>>>

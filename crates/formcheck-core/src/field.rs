//! Field validation outcomes as reported by the validation engine.
//!
//! # Design
//! - `Field` is a snapshot; the engine owns the live copy and hands out clones.
//! - Observers only consume the [`FieldOutcome`] predicates, so engines with
//!   their own field types can plug in without converting.

use serde::{Deserialize, Serialize};

/// Category of a single feedback message.
#[derive(Clone, Copy, Debug, PartialEq, Eq, Hash, Serialize, Deserialize)]
#[serde(rename_all = "snake_case")]
pub enum FeedbackKind {
    /// Constraint violation that blocks submission.
    Error,
    /// Non-blocking concern.
    Warning,
    /// Informational hint.
    Info,
    /// Message displayed when the field is valid.
    Valid,
}

impl FeedbackKind {
    /// All feedback kinds in display priority order.
    #[must_use]
    pub const fn all() -> [Self; 4] {
        [Self::Error, Self::Warning, Self::Info, Self::Valid]
    }

    /// Machine-friendly label used in logs and config keys.
    #[must_use]
    pub const fn as_str(self) -> &'static str {
        match self {
            Self::Error => "error",
            Self::Warning => "warning",
            Self::Info => "info",
            Self::Valid => "valid",
        }
    }
}

/// One feedback entry recorded during the last validation pass.
#[derive(Clone, Debug, PartialEq, Eq, Serialize, Deserialize)]
pub struct FieldFeedbackValidation {
    /// Engine-assigned key of the feedback element.
    pub key: String,
    /// Kind of feedback.
    pub kind: FeedbackKind,
    /// Whether the engine displays this feedback.
    pub show: bool,
}

/// Predicates the observer needs from a validated field.
pub trait FieldOutcome {
    /// Form-control name the outcome belongs to.
    fn name(&self) -> &str;
    /// `true` when at least one error is displayed.
    fn has_errors(&self) -> bool;
    /// `true` when at least one warning is displayed.
    fn has_warnings(&self) -> bool;
    /// `true` when the field passed validation.
    fn is_valid(&self) -> bool;
}

/// Snapshot of one field's validation outcome.
#[derive(Clone, Debug, Default, PartialEq, Eq, Serialize, Deserialize)]
pub struct Field {
    /// Form-control name.
    pub name: String,
    /// Feedback recorded by the last validation pass.
    #[serde(default)]
    pub validations: Vec<FieldFeedbackValidation>,
}

impl Field {
    /// Create a field with no recorded feedback.
    #[must_use]
    pub fn new(name: impl Into<String>) -> Self {
        Self {
            name: name.into(),
            validations: Vec::new(),
        }
    }

    /// Append a feedback entry, returning the updated field.
    #[must_use]
    pub fn with_feedback(mut self, key: impl Into<String>, kind: FeedbackKind, show: bool) -> Self {
        self.add_feedback(key, kind, show);
        self
    }

    /// Record a feedback entry in place.
    pub fn add_feedback(&mut self, key: impl Into<String>, kind: FeedbackKind, show: bool) {
        self.validations.push(FieldFeedbackValidation {
            key: key.into(),
            kind,
            show,
        });
    }

    fn shows(&self, kind: FeedbackKind) -> bool {
        self.validations
            .iter()
            .any(|validation| validation.kind == kind && validation.show)
    }
}

impl FieldOutcome for Field {
    fn name(&self) -> &str {
        &self.name
    }

    fn has_errors(&self) -> bool {
        self.shows(FeedbackKind::Error)
    }

    fn has_warnings(&self) -> bool {
        self.shows(FeedbackKind::Warning)
    }

    fn is_valid(&self) -> bool {
        !self.has_errors()
    }
}

#[cfg(test)]
mod tests {
    use super::*;

    #[test]
    fn hidden_feedback_does_not_count() {
        let field = Field::new("email").with_feedback("0.0", FeedbackKind::Error, false);
        assert!(!field.has_errors());
        assert!(field.is_valid());
    }

    #[test]
    fn predicates_follow_shown_feedback() {
        let field = Field::new("email")
            .with_feedback("0.0", FeedbackKind::Warning, true)
            .with_feedback("0.1", FeedbackKind::Info, true);
        assert!(!field.has_errors());
        assert!(field.has_warnings());
        assert!(field.is_valid());
    }

    #[test]
    fn feedback_kind_labels_are_stable() {
        let labels: Vec<_> = FeedbackKind::all().iter().map(|kind| kind.as_str()).collect();
        assert_eq!(labels, ["error", "warning", "info", "valid"]);
    }
}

<<<

» **What you have to do**: Write every line of the material out again exactly.

» **Solution**:
filename crates/formcheck-core/src/field.rs
//! Field validation outcomes as reported by the validation engine.
//!
//! # Design
//! - `Field` is a snapshot; the engine owns the live copy and hands out clones.
//! - Observers only consume the [`FieldOutcome`] predicates, so engines with
//!   their own field types can plug in without converting.

use serde::{Deserialize, Serialize};

/// Category of a single feedback message.
#[derive(Clone, Copy, Debug, PartialEq, Eq, Hash, Serialize, Deserialize)]
#[serde(rename_all = "snake_case")]
pub enum FeedbackKind {
    /// Constraint violation that blocks submission.
    Error,
    /// Non-blocking concern.
    Warning,
    /// Informational hint.
    Info,
    /// Message displayed when the field is valid.
    Valid,
}

impl FeedbackKind {
    /// All feedback kinds in display priority order.
    #[must_use]
    pub const fn all() -> [Self; 4] {
        [Self::Error, Self::Warning, Self::Info, Self::Valid]
    }

    /// Machine-friendly label used in logs and config keys.
    #[must_use]
    pub const fn as_str(self) -> &'static str {
        match self {
            Self::Error => "error",
            Self::Warning => "warning",
            Self::Info => "info",
            Self::Valid => "valid",
        }
    }
}

/// One feedback entry recorded during the last validation pass.
#[derive(Clone, Debug, PartialEq, Eq, Serialize, Deserialize)]
pub struct FieldFeedbackValidation {
    /// Engine-assigned key of the feedback element.
    pub key: String,
    /// Kind of feedback.
    pub kind: FeedbackKind,
    /// Whether the engine displays this feedback.
    pub show: bool,
}

/// Predicates the observer needs from a validated field.
pub trait FieldOutcome {
    /// Form-control name the outcome belongs to.
    fn name(&self) -> &str;
    /// `true` when at least one error is displayed.
    fn has_errors(&self) -> bool;
    /// `true` when at least one warning is displayed.
    fn has_warnings(&self) -> bool;
    /// `true` when the field passed validation.
    fn is_valid(&self) -> bool;
}

/// Snapshot of one field's validation outcome.
#[derive(Clone, Debug, Default, PartialEq, Eq, Serialize, Deserialize)]
pub struct Field {
    /// Form-control name.
    pub name: String,
    /// Feedback recorded by the last validation pass.
    #[serde(default)]
    pub validations: Vec<FieldFeedbackValidation>,
}

impl Field {
    /// Create a field with no recorded feedback.
    #[must_use]
    pub fn new(name: impl Into<String>) -> Self {
        Self {
            name: name.into(),
            validations: Vec::new(),
        }
    }

    /// Append a feedback entry, returning the updated field.
    #[must_use]
    pub fn with_feedback(mut self, key: impl Into<String>, kind: FeedbackKind, show: bool) -> Self {
        self.add_feedback(key, kind, show);
        self
    }

    /// Record a feedback entry in place.
    pub fn add_feedback(&mut self, key: impl Into<String>, kind: FeedbackKind, show: bool) {
        self.validations.push(FieldFeedbackValidation {
            key: key.into(),
            kind,
            show,
        });
    }

    fn shows(&self, kind: FeedbackKind) -> bool {
        self.validations
            .iter()
            .any(|validation| validation.kind == kind && validation.show)
    }
}

impl FieldOutcome for Field {
    fn name(&self) -> &str {
        &self.name
    }

    fn has_errors(&self) -> bool {
        self.shows(FeedbackKind::Error)
    }

    fn has_warnings(&self) -> bool {
        self.shows(FeedbackKind::Warning)
    }

    fn is_valid(&self) -> bool {
        !self.has_errors()
    }
}

#[cfg(test)]
mod tests {
    use super::*;

    #[test]
    fn hidden_feedback_does_not_count() {
        let field = Field::new("email").with_feedback("0.0", FeedbackKind::Error, false);
        assert!(!field.has_errors());
        assert!(field.is_valid());
    }

    #[test]
    fn predicates_follow_shown_feedback() {
        let field = Field::new("email")
            .with_feedback("0.0", FeedbackKind::Warning, true)
            .with_feedback("0.1", FeedbackKind::Info, true);
        assert!(!field.has_errors());
        assert!(field.has_warnings());
        assert!(field.is_valid());
    }

    #[test]
    fn feedback_kind_labels_are_stable() {
        let labels: Vec<_> = FeedbackKind::all().iter().map(|kind| kind.as_str()).collect();
        assert_eq!(labels, ["error", "warning", "info", "valid"]);
    }
}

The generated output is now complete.